De modo a fazer esse breve estudo, tomamos como documento a promoção da quinta temporada do reality show RuPaul Drag Race, um concurso norte-americano ao qual drag queens competem pelo título de Drag Queen Superstar. Nesse vídeo, visualizamos como o mundo antigo é encarnado em uma ruptura em relação aos ideais de gênero, recuperado especialmente por imagens mitológicas e destacando-se na expressão visual pela indumentária. Desse modo, averiguamos uma dissensão nas noções tradicionais do “Clássico”, uma definição repensada e rearticulada desde a diversidade inerente ao mundo antigo e às suas recepções, conforme retrata Settis (2006). Em concordância com esse modelo de apropriação não homogeneizante do passado, a montagem audiovisual traz alguns elementos inerentes ao passado de povos egípcios, indianos e até mesmo “espaciais”. Desestrutura, zomba e ironiza os ideais de gênero e de um passado greco-romano “clássico”. 

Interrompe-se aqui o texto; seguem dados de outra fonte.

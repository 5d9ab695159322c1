//! Unit tests for error module.

use super::*;

#[test]
fn test_api_error_display() {
    let error = Error::Api {
        status: 500,
        message: "Sorry there was a nasty error - DATABASE".to_string(),
    };

    let display = format!("{}", error);
    assert!(display.contains("500"));
    assert!(display.contains("nasty error"));
}

#[test]
fn test_unauthorized_error_display() {
    let error = Error::Unauthorized("sorry, you are not authorized.".to_string());

    let display = format!("{}", error);
    assert!(display.contains("Unauthorized"));
    assert!(display.contains("not authorized"));
}

#[test]
fn test_validation_error_display() {
    let mut fields = BTreeMap::new();
    fields.insert("title".to_string(), vec!["can't be blank".to_string()]);
    let error = Error::Validation(fields);

    let display = format!("{}", error);
    assert!(display.contains("title"));
    assert!(display.contains("can't be blank"));
}

#[test]
fn test_file_not_found_error_display() {
    let error = Error::FileNotFound("missing.txt".to_string());
    assert_eq!(format!("{}", error), "File not found: missing.txt");
}

#[test]
fn test_invalid_url_from_parse_error() {
    let error: Error = url::Url::parse("not a url").unwrap_err().into();
    assert!(matches!(error, Error::InvalidUrl(_)));
}

#[test]
fn test_error_debug() {
    let error = Error::Api {
        status: 400,
        message: "ERROR: invalid filename".to_string(),
    };

    let debug = format!("{:?}", error);
    assert!(debug.contains("Api"));
    assert!(debug.contains("400"));
}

Para além disso, mencionamos essa fonte como sendo um exemplar das construções de novos significantes linguísticos acerca do mundo antigo, em especial a partir de recepções pós-modernas sobre o passado, em consonância com o examinado por Settis (2006). Afinal, o trailer respalda-se sobre evocações fragmentárias do passado e banaliza suas noções “tradicionais” ao aliá-lo a temas cotidianos, como a discoteca e as sungas douradas. Entretanto, ao mesmo tempo, ligam-se às retomadas modernas da Antiguidade, reconhecendo de forma consciente as posições dos componentes greco-romanos, egípcios e de demais povos antigos usados em sua criação – nomeadamente no vínculo entre seus conhecimentos sobre representações visuais de deusas mitológicas manifestadas em suas formas de vestir, com os fatores tomados como disruptivos na sociedade contemporânea. 

Tendo essas considerações em perspectiva, podemos concluir, enfim, como o mundo Drag Queen tem grande espaço no trato performativo crítico do mundo antigo, especialmente em imagens que refletem a variabilidade de situações nele encontradas. Ao revestir-se de elementos pós-modernos, transpondo aspectos do passado em fragmentos e vulgarizados, constituem, afinal, movimentos conscientes em seus discursos atuais, que, críticos às postulações sociais de gênero, encontram nas vestimentas uma forma máxima de expressão. 

Trailer de promoção. RuPaul’s Drag Race. 5a temporada.

Referências:

BUTLER, Judith. Problemas de gênero: feminismo e subversão da identidade. Tradução de: Renato Aguire. Rio de Janeiro: Civilização Brasileira, 2003. 

MILLER, Daniel. Por que a indumentária não é algo superficial. In: _____. Trecos, troços e coisas: estudos antropológicos sobre a cultura material. Rio de Janeiro: Zahar, 2013. p. 21-65.

SETTIS, Salvatore. The Future of the ‘Classical’. Tradução de: Allan Cameron. Cambridge: Polity Press, 2006.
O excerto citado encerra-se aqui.